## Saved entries
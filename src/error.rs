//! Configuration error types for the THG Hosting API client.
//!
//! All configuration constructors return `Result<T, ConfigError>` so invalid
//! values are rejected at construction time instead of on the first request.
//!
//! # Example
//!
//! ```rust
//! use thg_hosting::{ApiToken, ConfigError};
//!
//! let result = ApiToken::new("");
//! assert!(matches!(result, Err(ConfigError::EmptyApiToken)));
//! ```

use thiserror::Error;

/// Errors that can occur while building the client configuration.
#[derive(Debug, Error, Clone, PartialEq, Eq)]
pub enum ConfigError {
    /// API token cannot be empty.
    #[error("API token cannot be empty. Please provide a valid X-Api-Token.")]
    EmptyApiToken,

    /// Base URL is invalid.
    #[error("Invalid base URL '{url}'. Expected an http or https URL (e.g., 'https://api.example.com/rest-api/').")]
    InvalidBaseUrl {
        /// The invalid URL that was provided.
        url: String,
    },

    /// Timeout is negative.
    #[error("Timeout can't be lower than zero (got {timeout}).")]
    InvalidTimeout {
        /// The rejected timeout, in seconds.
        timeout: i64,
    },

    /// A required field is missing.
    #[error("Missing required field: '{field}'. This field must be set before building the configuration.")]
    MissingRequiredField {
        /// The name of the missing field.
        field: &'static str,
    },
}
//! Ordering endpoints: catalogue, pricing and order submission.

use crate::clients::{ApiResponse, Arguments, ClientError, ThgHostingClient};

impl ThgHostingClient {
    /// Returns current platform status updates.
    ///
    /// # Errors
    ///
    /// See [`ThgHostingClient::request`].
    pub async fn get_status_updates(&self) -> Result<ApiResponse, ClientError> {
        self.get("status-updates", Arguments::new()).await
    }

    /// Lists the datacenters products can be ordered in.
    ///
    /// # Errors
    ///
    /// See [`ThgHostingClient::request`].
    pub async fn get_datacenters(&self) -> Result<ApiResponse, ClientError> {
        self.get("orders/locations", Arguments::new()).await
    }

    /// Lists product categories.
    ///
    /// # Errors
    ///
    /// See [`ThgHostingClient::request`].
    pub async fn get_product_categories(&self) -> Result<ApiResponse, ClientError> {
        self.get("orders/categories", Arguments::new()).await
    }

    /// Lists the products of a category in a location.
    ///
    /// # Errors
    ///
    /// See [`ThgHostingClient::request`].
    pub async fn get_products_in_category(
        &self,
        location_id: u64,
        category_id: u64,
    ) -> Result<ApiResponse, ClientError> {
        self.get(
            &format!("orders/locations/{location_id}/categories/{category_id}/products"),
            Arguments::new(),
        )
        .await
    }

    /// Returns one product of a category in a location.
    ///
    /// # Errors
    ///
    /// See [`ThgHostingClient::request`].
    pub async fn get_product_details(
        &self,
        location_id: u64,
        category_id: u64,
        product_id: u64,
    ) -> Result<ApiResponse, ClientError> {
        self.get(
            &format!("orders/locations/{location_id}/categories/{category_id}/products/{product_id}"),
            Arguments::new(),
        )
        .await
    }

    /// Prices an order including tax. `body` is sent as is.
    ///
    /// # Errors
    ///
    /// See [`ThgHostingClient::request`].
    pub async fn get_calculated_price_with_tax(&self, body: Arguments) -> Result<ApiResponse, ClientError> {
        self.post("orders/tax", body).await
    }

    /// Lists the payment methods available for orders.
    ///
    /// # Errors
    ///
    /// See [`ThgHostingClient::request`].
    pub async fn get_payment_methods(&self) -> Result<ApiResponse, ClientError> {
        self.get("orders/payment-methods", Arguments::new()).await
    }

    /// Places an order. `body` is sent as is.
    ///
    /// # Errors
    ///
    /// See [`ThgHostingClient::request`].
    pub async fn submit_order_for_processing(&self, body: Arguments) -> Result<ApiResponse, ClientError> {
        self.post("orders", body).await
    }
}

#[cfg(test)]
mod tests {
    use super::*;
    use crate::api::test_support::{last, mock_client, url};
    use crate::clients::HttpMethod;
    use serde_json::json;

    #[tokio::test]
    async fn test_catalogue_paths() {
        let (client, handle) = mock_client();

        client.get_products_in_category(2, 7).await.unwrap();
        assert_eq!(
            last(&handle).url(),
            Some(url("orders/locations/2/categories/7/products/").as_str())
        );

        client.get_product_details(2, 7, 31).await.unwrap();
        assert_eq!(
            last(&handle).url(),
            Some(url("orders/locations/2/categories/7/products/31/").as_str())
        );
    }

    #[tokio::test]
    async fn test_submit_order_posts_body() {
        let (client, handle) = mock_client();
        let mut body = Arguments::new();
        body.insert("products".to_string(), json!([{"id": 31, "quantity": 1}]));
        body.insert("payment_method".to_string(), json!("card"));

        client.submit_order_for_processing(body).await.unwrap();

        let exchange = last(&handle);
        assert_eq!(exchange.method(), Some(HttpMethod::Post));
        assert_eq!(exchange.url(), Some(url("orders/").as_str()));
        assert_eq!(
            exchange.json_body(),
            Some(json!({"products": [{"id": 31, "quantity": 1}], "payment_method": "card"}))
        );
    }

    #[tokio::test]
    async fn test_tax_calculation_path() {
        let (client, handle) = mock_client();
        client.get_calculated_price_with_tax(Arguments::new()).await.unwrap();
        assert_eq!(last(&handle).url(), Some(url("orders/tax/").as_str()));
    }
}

## THE TASK
Among the entries above, say how many lines hold the word "ConfigError". No other words belong in the answer.

## YOUR SOLUTION
4